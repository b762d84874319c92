//! Persistence operations for the event log.
//!
//! Writes go through [`insert_record`], which stores the event's wire form
//! alongside the indexed columns used for filtering. Reads go through
//! [`query_records`], [`log_stats`], and [`recent_records`].

use beacon_db::StoreError;
use beacon_types::{EpochMillis, Event};
use rusqlite::types::ToSql;
use rusqlite::{params, Connection, Row};

use crate::record::{CountEntry, LogFilter, LogPage, LogRecord, LogStats, PageRequest};

/// Appends a record to the log and returns its row id.
///
/// # Errors
///
/// Returns `StoreError::Database` on SQL failure or
/// `StoreError::Serialization` if the event cannot be encoded.
pub fn insert_record(conn: &Connection, record: &LogRecord) -> Result<i64, StoreError> {
    let event_json = serde_json::to_string(&record.event)?;
    conn.execute(
        "INSERT INTO event_log (event_type, origin_id, occurred_at, received_at, event_json)
         VALUES (?1, ?2, ?3, ?4, ?5)",
        params![
            record.event.kind().as_str(),
            record.event.origin_id(),
            record.event.timestamp(),
            record.received_at,
            event_json,
        ],
    )?;
    Ok(conn.last_insert_rowid())
}

/// Builds the parameterised WHERE clause shared by queries and counts.
///
/// Clauses and bind values are collected separately so nothing from the
/// filter is interpolated into SQL.
fn where_clause(filter: &LogFilter) -> (String, Vec<Box<dyn ToSql>>) {
    let mut clauses: Vec<String> = Vec::new();
    let mut values: Vec<Box<dyn ToSql>> = Vec::new();

    if let Some(kind) = filter.kind {
        values.push(Box::new(kind.as_str()));
        clauses.push(format!("event_type = ?{}", values.len()));
    }
    if let Some(ref origin) = filter.origin_id {
        values.push(Box::new(origin.clone()));
        clauses.push(format!("origin_id = ?{}", values.len()));
    }
    if let Some(from) = filter.from_time {
        values.push(Box::new(from));
        clauses.push(format!("occurred_at >= ?{}", values.len()));
    }
    if let Some(to) = filter.to_time {
        values.push(Box::new(to));
        clauses.push(format!("occurred_at <= ?{}", values.len()));
    }

    if clauses.is_empty() {
        (String::new(), values)
    } else {
        (format!("WHERE {}", clauses.join(" AND ")), values)
    }
}

fn decode_row(row: &Row<'_>) -> rusqlite::Result<(i64, String, EpochMillis)> {
    Ok((row.get(0)?, row.get(1)?, row.get(2)?))
}

fn into_record((id, event_json, received_at): (i64, String, EpochMillis)) -> Result<LogRecord, StoreError> {
    let event = Event::decode(event_json.as_bytes())
        .map_err(|e| StoreError::Corrupt(format!("event_log row {id}: {e}")))?;
    Ok(LogRecord::new(event, received_at))
}

/// Returns one page of records matching `filter`, most recent occurrence
/// first, together with the total number of matches.
///
/// Records with equal occurrence times are ordered newest insertion first.
/// The page and the count are read inside one transaction so they agree.
///
/// # Errors
///
/// Returns `StoreError::Database` on SQL failure or `StoreError::Corrupt`
/// if a stored row no longer decodes.
pub fn query_records(
    conn: &Connection,
    filter: &LogFilter,
    page: PageRequest,
) -> Result<LogPage, StoreError> {
    let (where_sql, mut values) = where_clause(filter);
    let tx = conn.unchecked_transaction()?;

    let total: i64 = {
        let refs: Vec<&dyn ToSql> = values.iter().map(|v| &**v).collect();
        tx.query_row(
            &format!("SELECT COUNT(*) FROM event_log {where_sql}"),
            refs.as_slice(),
            |row| row.get(0),
        )?
    };

    values.push(Box::new(i64::from(page.page_size())));
    let limit_idx = values.len();
    values.push(Box::new(page.offset()));
    let offset_idx = values.len();

    let sql = format!(
        "SELECT id, event_json, received_at
         FROM event_log
         {where_sql}
         ORDER BY occurred_at DESC, id DESC
         LIMIT ?{limit_idx} OFFSET ?{offset_idx}"
    );
    let refs: Vec<&dyn ToSql> = values.iter().map(|v| &**v).collect();

    let rows = {
        let mut stmt = tx.prepare(&sql)?;
        let mapped = stmt.query_map(refs.as_slice(), decode_row)?;
        mapped.collect::<Result<Vec<_>, _>>()?
    };
    tx.commit()?;

    let records = rows
        .into_iter()
        .map(into_record)
        .collect::<Result<Vec<_>, _>>()?;

    let page_size = i64::from(page.page_size());
    Ok(LogPage {
        records,
        page: page.page(),
        page_size: page.page_size(),
        total,
        total_pages: (total + page_size - 1) / page_size,
    })
}

/// Counts records in an optional occurrence-time window, in total and
/// grouped by kind and by origin.
///
/// Groups are sorted by count descending, then key ascending.
///
/// # Errors
///
/// Returns `StoreError::Database` on SQL failure.
pub fn log_stats(
    conn: &Connection,
    from_time: Option<EpochMillis>,
    to_time: Option<EpochMillis>,
) -> Result<LogStats, StoreError> {
    let filter = LogFilter {
        from_time,
        to_time,
        ..Default::default()
    };
    let (where_sql, values) = where_clause(&filter);
    let refs: Vec<&dyn ToSql> = values.iter().map(|v| &**v).collect();
    let tx = conn.unchecked_transaction()?;

    let total_count: i64 = tx.query_row(
        &format!("SELECT COUNT(*) FROM event_log {where_sql}"),
        refs.as_slice(),
        |row| row.get(0),
    )?;

    let grouped = |column: &str| -> Result<Vec<CountEntry>, StoreError> {
        let sql = format!(
            "SELECT {column}, COUNT(*) AS n
             FROM event_log
             {where_sql}
             GROUP BY {column}
             ORDER BY n DESC, {column} ASC"
        );
        let mut stmt = tx.prepare(&sql)?;
        let rows = stmt.query_map(refs.as_slice(), |row| {
            Ok(CountEntry {
                key: row.get(0)?,
                count: row.get(1)?,
            })
        })?;
        Ok(rows.collect::<Result<Vec<_>, _>>()?)
    };

    let count_by_kind = grouped("event_type")?;
    let count_by_origin = grouped("origin_id")?;
    tx.commit()?;

    Ok(LogStats {
        total_count,
        count_by_kind,
        count_by_origin,
    })
}

/// Returns the `limit` most recently occurred records.
///
/// # Errors
///
/// Returns `StoreError::Database` on SQL failure or `StoreError::Corrupt`
/// if a stored row no longer decodes.
pub fn recent_records(conn: &Connection, limit: u32) -> Result<Vec<LogRecord>, StoreError> {
    let mut stmt = conn.prepare(
        "SELECT id, event_json, received_at
         FROM event_log
         ORDER BY occurred_at DESC, id DESC
         LIMIT ?1",
    )?;
    let rows = stmt
        .query_map(params![i64::from(limit)], decode_row)?
        .collect::<Result<Vec<_>, _>>()?;
    rows.into_iter().map(into_record).collect()
}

• _Task item_: Copy out the records in full, matching every line character for character.

• _Your response_:
repository b762d84874319c92
//! Persistence operations for the event log.
//!
//! Writes go through [`insert_record`], which stores the event's wire form
//! alongside the indexed columns used for filtering. Reads go through
//! [`query_records`], [`log_stats`], and [`recent_records`].

use beacon_db::StoreError;
use beacon_types::{EpochMillis, Event};
use rusqlite::types::ToSql;
use rusqlite::{params, Connection, Row};

use crate::record::{CountEntry, LogFilter, LogPage, LogRecord, LogStats, PageRequest};

/// Appends a record to the log and returns its row id.
///
/// # Errors
///
/// Returns `StoreError::Database` on SQL failure or
/// `StoreError::Serialization` if the event cannot be encoded.
pub fn insert_record(conn: &Connection, record: &LogRecord) -> Result<i64, StoreError> {
    let event_json = serde_json::to_string(&record.event)?;
    conn.execute(
        "INSERT INTO event_log (event_type, origin_id, occurred_at, received_at, event_json)
         VALUES (?1, ?2, ?3, ?4, ?5)",
        params![
            record.event.kind().as_str(),
            record.event.origin_id(),
            record.event.timestamp(),
            record.received_at,
            event_json,
        ],
    )?;
    Ok(conn.last_insert_rowid())
}

/// Builds the parameterised WHERE clause shared by queries and counts.
///
/// Clauses and bind values are collected separately so nothing from the
/// filter is interpolated into SQL.
fn where_clause(filter: &LogFilter) -> (String, Vec<Box<dyn ToSql>>) {
    let mut clauses: Vec<String> = Vec::new();
    let mut values: Vec<Box<dyn ToSql>> = Vec::new();

    if let Some(kind) = filter.kind {
        values.push(Box::new(kind.as_str()));
        clauses.push(format!("event_type = ?{}", values.len()));
    }
    if let Some(ref origin) = filter.origin_id {
        values.push(Box::new(origin.clone()));
        clauses.push(format!("origin_id = ?{}", values.len()));
    }
    if let Some(from) = filter.from_time {
        values.push(Box::new(from));
        clauses.push(format!("occurred_at >= ?{}", values.len()));
    }
    if let Some(to) = filter.to_time {
        values.push(Box::new(to));
        clauses.push(format!("occurred_at <= ?{}", values.len()));
    }

    if clauses.is_empty() {
        (String::new(), values)
    } else {
        (format!("WHERE {}", clauses.join(" AND ")), values)
    }
}

fn decode_row(row: &Row<'_>) -> rusqlite::Result<(i64, String, EpochMillis)> {
    Ok((row.get(0)?, row.get(1)?, row.get(2)?))
}

fn into_record((id, event_json, received_at): (i64, String, EpochMillis)) -> Result<LogRecord, StoreError> {
    let event = Event::decode(event_json.as_bytes())
        .map_err(|e| StoreError::Corrupt(format!("event_log row {id}: {e}")))?;
    Ok(LogRecord::new(event, received_at))
}

/// Returns one page of records matching `filter`, most recent occurrence
/// first, together with the total number of matches.
///
/// Records with equal occurrence times are ordered newest insertion first.
/// The page and the count are read inside one transaction so they agree.
///
/// # Errors
///
/// Returns `StoreError::Database` on SQL failure or `StoreError::Corrupt`
/// if a stored row no longer decodes.
pub fn query_records(
    conn: &Connection,
    filter: &LogFilter,
    page: PageRequest,
) -> Result<LogPage, StoreError> {
    let (where_sql, mut values) = where_clause(filter);
    let tx = conn.unchecked_transaction()?;

    let total: i64 = {
        let refs: Vec<&dyn ToSql> = values.iter().map(|v| &**v).collect();
        tx.query_row(
            &format!("SELECT COUNT(*) FROM event_log {where_sql}"),
            refs.as_slice(),
            |row| row.get(0),
        )?
    };

    values.push(Box::new(i64::from(page.page_size())));
    let limit_idx = values.len();
    values.push(Box::new(page.offset()));
    let offset_idx = values.len();

    let sql = format!(
        "SELECT id, event_json, received_at
         FROM event_log
         {where_sql}
         ORDER BY occurred_at DESC, id DESC
         LIMIT ?{limit_idx} OFFSET ?{offset_idx}"
    );
    let refs: Vec<&dyn ToSql> = values.iter().map(|v| &**v).collect();

    let rows = {
        let mut stmt = tx.prepare(&sql)?;
        let mapped = stmt.query_map(refs.as_slice(), decode_row)?;
        mapped.collect::<Result<Vec<_>, _>>()?
    };
    tx.commit()?;

    let records = rows
        .into_iter()
        .map(into_record)
        .collect::<Result<Vec<_>, _>>()?;

    let page_size = i64::from(page.page_size());
    Ok(LogPage {
        records,
        page: page.page(),
        page_size: page.page_size(),
        total,
        total_pages: (total + page_size - 1) / page_size,
    })
}

/// Counts records in an optional occurrence-time window, in total and
/// grouped by kind and by origin.
///
/// Groups are sorted by count descending, then key ascending.
///
/// # Errors
///
/// Returns `StoreError::Database` on SQL failure.
pub fn log_stats(
    conn: &Connection,
    from_time: Option<EpochMillis>,
    to_time: Option<EpochMillis>,
) -> Result<LogStats, StoreError> {
    let filter = LogFilter {
        from_time,
        to_time,
        ..Default::default()
    };
    let (where_sql, values) = where_clause(&filter);
    let refs: Vec<&dyn ToSql> = values.iter().map(|v| &**v).collect();
    let tx = conn.unchecked_transaction()?;

    let total_count: i64 = tx.query_row(
        &format!("SELECT COUNT(*) FROM event_log {where_sql}"),
        refs.as_slice(),
        |row| row.get(0),
    )?;

    let grouped = |column: &str| -> Result<Vec<CountEntry>, StoreError> {
        let sql = format!(
            "SELECT {column}, COUNT(*) AS n
             FROM event_log
             {where_sql}
             GROUP BY {column}
             ORDER BY n DESC, {column} ASC"
        );
        let mut stmt = tx.prepare(&sql)?;
        let rows = stmt.query_map(refs.as_slice(), |row| {
            Ok(CountEntry {
                key: row.get(0)?,
                count: row.get(1)?,
            })
        })?;
        Ok(rows.collect::<Result<Vec<_>, _>>()?)
    };

    let count_by_kind = grouped("event_type")?;
    let count_by_origin = grouped("origin_id")?;
    tx.commit()?;

    Ok(LogStats {
        total_count,
        count_by_kind,
        count_by_origin,
    })
}

/// Returns the `limit` most recently occurred records.
///
/// # Errors
///
/// Returns `StoreError::Database` on SQL failure or `StoreError::Corrupt`
/// if a stored row no longer decodes.
pub fn recent_records(conn: &Connection, limit: u32) -> Result<Vec<LogRecord>, StoreError> {
    let mut stmt = conn.prepare(
        "SELECT id, event_json, received_at
         FROM event_log
         ORDER BY occurred_at DESC, id DESC
         LIMIT ?1",
    )?;
    let rows = stmt
        .query_map(params![i64::from(limit)], decode_row)?
        .collect::<Result<Vec<_>, _>>()?;
    rows.into_iter().map(into_record).collect()
}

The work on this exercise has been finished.